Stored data
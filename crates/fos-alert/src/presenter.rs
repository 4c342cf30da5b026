//! Presenter
//!
//! Defers alert display onto the UI thread's executor so `present` never
//! blocks the caller.

use std::cell::Cell;
use std::future::Future;
use std::rc::Rc;

use smol::LocalExecutor;

use crate::alert::PermissionAlert;

/// Single-threaded executor bound to the UI thread.
///
/// Tasks run in the order they were spawned.
#[derive(Clone)]
pub struct UiScheduler {
    executor: Rc<LocalExecutor<'static>>,
}

impl Default for UiScheduler {
    fn default() -> Self {
        Self::new()
    }
}

impl UiScheduler {
    pub fn new() -> Self {
        Self {
            executor: Rc::new(LocalExecutor::new()),
        }
    }

    /// Queue a task; it runs on a later tick
    pub fn spawn(&self, future: impl Future<Output = ()> + 'static) {
        self.executor.spawn(future).detach();
    }

    /// Run one ready task; false if none was ready
    pub fn tick(&self) -> bool {
        self.executor.try_tick()
    }

    /// Run ready tasks until none remain; returns how many ran
    pub fn run_until_idle(&self) -> usize {
        let mut ran = 0;
        while self.executor.try_tick() {
            ran += 1;
        }
        ran
    }

    /// Drive the executor until `future` completes
    pub fn block_on<T>(&self, future: impl Future<Output = T>) -> T {
        smol::block_on(self.executor.run(future))
    }
}

/// Schedules alerts for display
#[derive(Clone, Default)]
pub struct Presenter {
    scheduler: UiScheduler,
    presented: Rc<Cell<u64>>,
}

impl Presenter {
    pub fn new(scheduler: UiScheduler) -> Self {
        Self {
            scheduler,
            presented: Rc::new(Cell::new(0)),
        }
    }

    pub fn scheduler(&self) -> &UiScheduler {
        &self.scheduler
    }

    /// Number of alerts handed to `present` so far
    pub fn presented(&self) -> u64 {
        self.presented.get()
    }

    /// Schedule `alert` for display and return immediately.
    ///
    /// The dialog is built and shown on a later scheduler tick. Presenting a
    /// second alert before the first is answered is the caller's problem; the
    /// host decides whether dialogs stack or queue.
    pub fn present(&self, alert: PermissionAlert) {
        let seq = self.presented.get();
        self.presented.set(seq + 1);

        tracing::debug!("Scheduling {:?} alert #{}", alert.variant(), seq);
        self.scheduler.spawn(async move {
            alert.show();
        });
    }
}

▶ Work required:
Look through the data above. Copy every line with the string "static" in it.

▶ Response to the exercise:
    executor: Rc<LocalExecutor<'static>>,
    pub fn spawn(&self, future: impl Future<Output = ()> + 'static) {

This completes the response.